Notre nourriture est sobre
et sereine.
On prend le temps dans ses bras.
Et de temps en temps.
On sourit.
(Avec lanterne et loups)
MYSTERIOUS BATHS
À Giorgio de Chirico
En douceur le bois du parquet
m'emmène en voyage
dans les eaux du hêtre.
Je m'insinue
entre des cygnes rouges
pour attraper
la balle que me lance
le Berger de la lumière.
Mais bientôt j'arrive
dans les hauts-fonds du temps
afin d'être à nouveau
la marmoréenne du fauteuil.
*
Mon corps alourdi
par la vie.
Je dénoue ses langes,
labeur très antique
dans la mer,
il vient droit sur moi
et qui l'eût cru ?
Avec un sanglot.
*
D'autres étaient là autour de moi
cherchant la fraîcheur.
Tourmentés.
Ils voulaient savoir quand
prendraient fin
leurs offenses
dans les siècles.
Les vagues montaient
les corps descendaient
et sombraient,
lourds d'ignorance.
Dans d'insondables fonds.
*
Le verre se brise.
Une mare
sur le sol s'écoule.
Et moi je rame,
un peu en dehors
d'une armoire en noyer.
Le reflet vert
accueille mon ombre.
L'adieu
se multiplie
que déjà embaume
la nostalgie.
Sous le ciel étoilé,
moi,
et la joie du voyage.
*
Protégés
à l'ombre,
les bourgeois,
observent à la jumelle
la ligne de flottaison.
Je déclare béni
le découvert,
qui me va bien.
Chacun des clapotis
rosit l'horizon
en vue d'aventures
du corps et de l'esprit.
Même si demeure
à la surface
l'indéchiffrable.
*
Les planches ont ouvert
leurs nœuds
comme des trappes.
Et j'ai glissé
dans les traîneaux
des eaux.
Arrivant dans la profonde
vieillesse de la ville,
j'ai vu lentement.
Mes pieds neufs tandis
qu'ils touchaient
d'une vie passée
la fraîcheur.
*
Ces cordes d'eau
très fines,
il s'en est lavé les mains.
Puis ouvrant
les robinets gigantesques
il a appelé depuis l'infini
le bourreau liquide.
Et s'écoule,
bête affolée,
la saleté secrète.
(Voyez la merveille)
JÉSUS
Rien n'a quitté
sa place.
Partout les clous
de la croix.
Et le drap
de la Descente
du lait du figuier.
CAPTIF
Seul sur le rivage
il attend.
De recevoir
de recueillir ?
Et voilà
qu'aujourd'hui la tempête
lui apporte
trois grenades rouges.
Récompenses de jours anciens.
Et le valeureux
s'interroge.
Lui sera-t-il donné
une audace
nouvelle ?
(Inédits)
Athina Papadàki, née en 1945, auteure de onze recueils poétiques et aussi de livres pour enfants, est connue des lecteurs francophones depuis l'anthologie Poésie/Gallimard et le petit volume que je lui ai consacré la même année, 2000, aux Cahiers grecs/Desmos.
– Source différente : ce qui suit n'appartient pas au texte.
//! Benchmarks for the request hot path that runs before any store lookup
//!
//! Run with: cargo bench -p complyscan-core

use criterion::{black_box, criterion_group, criterion_main, BenchmarkId, Criterion};

use complyscan_core::{fingerprint, normalize, KnowledgeBase};

fn benchmark_normalize(c: &mut Criterion) {
    let test_cases = vec![
        ("short_cjk", "公司财务报表存在虚列收入的情况".to_string()),
        ("mixed", "2023年Q4，公司通过 shell company 转移资金约500万元。".to_string()),
        ("long_cjk", "税".repeat(2_000)),
        ("no_cjk", "The quick brown fox jumps over the lazy dog.".repeat(20)),
    ];

    let mut group = c.benchmark_group("Normalize");
    group.sample_size(100);

    for (name, text) in &test_cases {
        group.bench_with_input(BenchmarkId::new("normalize", name), text, |b, text| {
            b.iter(|| normalize(black_box(text)));
        });
        group.bench_with_input(BenchmarkId::new("fingerprint", name), text, |b, text| {
            b.iter(|| fingerprint(black_box(text)));
        });
    }

    group.finish();
}

fn benchmark_knowledge_lookup(c: &mut Criterion) {
    let kb = KnowledgeBase::builtin();
    let labels = kb.labels();

    c.bench_function("knowledge_lookup_all", |b| {
        b.iter(|| {
            for label in &labels {
                black_box(kb.lookup(black_box(label)).flattened_regulations());
            }
        });
    });
}

criterion_group!(benches, benchmark_normalize, benchmark_knowledge_lookup);
criterion_main!(benches);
Après avoir montré, dans ses débuts, le quotidien le plus humble sous une lumière plutôt guillerette (poèmes sur la salade, le repassage, le tablier de nylon...), sa poésie a pris un tour plus général et symbolique, plus sombre aussi, mêlant aux images quotidiennes d'autres plus obscures, glissant parfois vers la critique sociale, ou en sens inverse — apparemment — vers le rêve nocturne ou éveillé. Mais le rêve, lui aussi, est instrument de connaissance, et les plongées intérieures débouchent dans des contrées immenses et inconnues. Dans La Jeune fille et la Mort (2001), À un inconnu (2005), Avec lanternes et loups (2010) et Merveille à voir (2012), la parole se fait plus dépouillée encore, plus elliptique, plus ambiguë aussi, posant des questions plutôt que d'y répondre ; plus âpre enfin, portée par la colère face au monde qui nous entoure.